Search the records for lines with the word "novelty" and copy each match.

BEGIN Exercise data

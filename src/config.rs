// SPDX-License-Identifier: Apache-2.0

//! Configuration for the path tree, priority buffer and drive loop.
//!
//! Everything is an explicit struct threaded through constructors; there is
//! no global options state.

use std::time::Duration;

use regex::Regex;

use crate::classifier::MIN_TRAINING_SAMPLES;
use crate::path::{BranchId, EntryPointId};

/// Branch-id filter for the coverage-based indices. `BranchFilter::any()`
/// matches every branch.
#[derive(Debug, Clone, Default)]
pub struct BranchFilter {
    pattern: Option<Regex>,
}

impl BranchFilter {
    pub fn any() -> Self {
        BranchFilter { pattern: None }
    }

    pub fn matching(pattern: Regex) -> Self {
        BranchFilter {
            pattern: Some(pattern),
        }
    }

    pub fn matches(&self, branch: &BranchId) -> bool {
        match &self.pattern {
            Some(re) => re.is_match(branch.as_str()),
            None => true,
        }
    }
}

/// Settings for the infeasibility index.
///
/// Feasibility training is keyed by entry point rather than branch, so its
/// filter pattern is matched against the entry-point id: solve outcomes for
/// non-matching entry points do not feed the classifier.
#[derive(Debug, Clone)]
pub struct InfeasibilityConfig {
    pub entry_filter: Option<Regex>,
    /// Training-set size required before an infeasibility reclassification
    /// pass is attempted.
    pub min_training_set: usize,
}

impl Default for InfeasibilityConfig {
    fn default() -> Self {
        InfeasibilityConfig {
            entry_filter: None,
            min_training_set: MIN_TRAINING_SAMPLES,
        }
    }
}

impl InfeasibilityConfig {
    pub fn admits(&self, entry: &EntryPointId) -> bool {
        match &self.entry_filter {
            Some(re) => re.is_match(entry.as_str()),
            None => true,
        }
    }
}

/// Scheduler configuration shared by the path tree and the priority buffer.
///
/// Each of the three heuristic indices is independently togglable: `None`
/// disables the index entirely, and the queue layout of the buffer follows
/// from which indices are active.
#[derive(Debug, Clone)]
pub struct SchedConfig {
    pub improvability: Option<BranchFilter>,
    pub novelty: Option<BranchFilter>,
    pub infeasibility: Option<InfeasibilityConfig>,
    /// Seed for the buffer's weighted-random dequeue draws.
    pub seed: u64,
    /// Upper bound on how long an empty `poll` sleeps before reporting "no
    /// item".
    pub poll_sleep: Duration,
}

impl Default for SchedConfig {
    fn default() -> Self {
        SchedConfig {
            improvability: Some(BranchFilter::any()),
            novelty: Some(BranchFilter::any()),
            infeasibility: Some(InfeasibilityConfig::default()),
            seed: 0,
            poll_sleep: Duration::from_millis(50),
        }
    }
}

impl SchedConfig {
    /// A configuration with every index disabled: one FIFO queue.
    pub fn fifo() -> Self {
        SchedConfig {
            improvability: None,
            novelty: None,
            infeasibility: None,
            ..SchedConfig::default()
        }
    }

    pub fn active_index_count(&self) -> usize {
        usize::from(self.improvability.is_some())
            + usize::from(self.novelty.is_some())
            + usize::from(self.infeasibility.is_some())
    }
}

/// Configuration for the drive loop that alternates the two collaborators.
#[derive(Debug, Clone)]
pub struct EngineConfig {
    /// Worker threads consuming work items.
    pub workers: usize,
    /// Exploration depth requested from the symbolic-execution collaborator.
    pub exploration_depth: usize,
    /// Per-poll timeout; workers observe the stop flag between polls.
    pub poll_timeout: Duration,
    /// Items processed per worker between improvability/novelty
    /// reclassification passes.
    pub reclassify_every: usize,
    /// Consecutive empty polls after which a worker concludes the run is
    /// drained and exits.
    pub max_idle_polls: usize,
    /// Optional global cap on processed items.
    pub max_items: Option<u64>,
}

impl Default for EngineConfig {
    fn default() -> Self {
        EngineConfig {
            workers: 2,
            exploration_depth: 1,
            poll_timeout: Duration::from_millis(100),
            reclassify_every: 8,
            max_idle_polls: 4,
            max_items: None,
        }
    }
}

#[cfg(test)]
mod tests {
    use super::*;

    #[test]
    fn branch_filter_any_matches_everything() {
        let f = BranchFilter::any();
        assert!(f.matches(&BranchId::from("anything:at:all")));
    }

    #[test]
    fn branch_filter_pattern() {
        let f = BranchFilter::matching(Regex::new(r"^com\.example\.").unwrap());
        assert!(f.matches(&BranchId::from("com.example.Foo:17")));
        assert!(!f.matches(&BranchId::from("org.other.Bar:2")));
    }

    #[test]
    fn active_index_count() {
        assert_eq!(SchedConfig::default().active_index_count(), 3);
        assert_eq!(SchedConfig::fifo().active_index_count(), 0);
        let two = SchedConfig {
            infeasibility: None,
            ..SchedConfig::default()
        };
        assert_eq!(two.active_index_count(), 2);
    }

    #[test]
    fn infeasibility_entry_filter() {
        let cfg = InfeasibilityConfig {
            entry_filter: Some(Regex::new(r"Target\.").unwrap()),
            ..InfeasibilityConfig::default()
        };
        assert!(cfg.admits(&EntryPointId::from("Target.frob(I)V")));
        assert!(!cfg.admits(&EntryPointId::from("Helper.aux()V")));
    }
}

END Exercise data

▶ [Response below]
    pub novelty: Option<BranchFilter>,
            novelty: Some(BranchFilter::any()),
            novelty: None,
            + usize::from(self.novelty.is_some())
    /// Items processed per worker between improvability/novelty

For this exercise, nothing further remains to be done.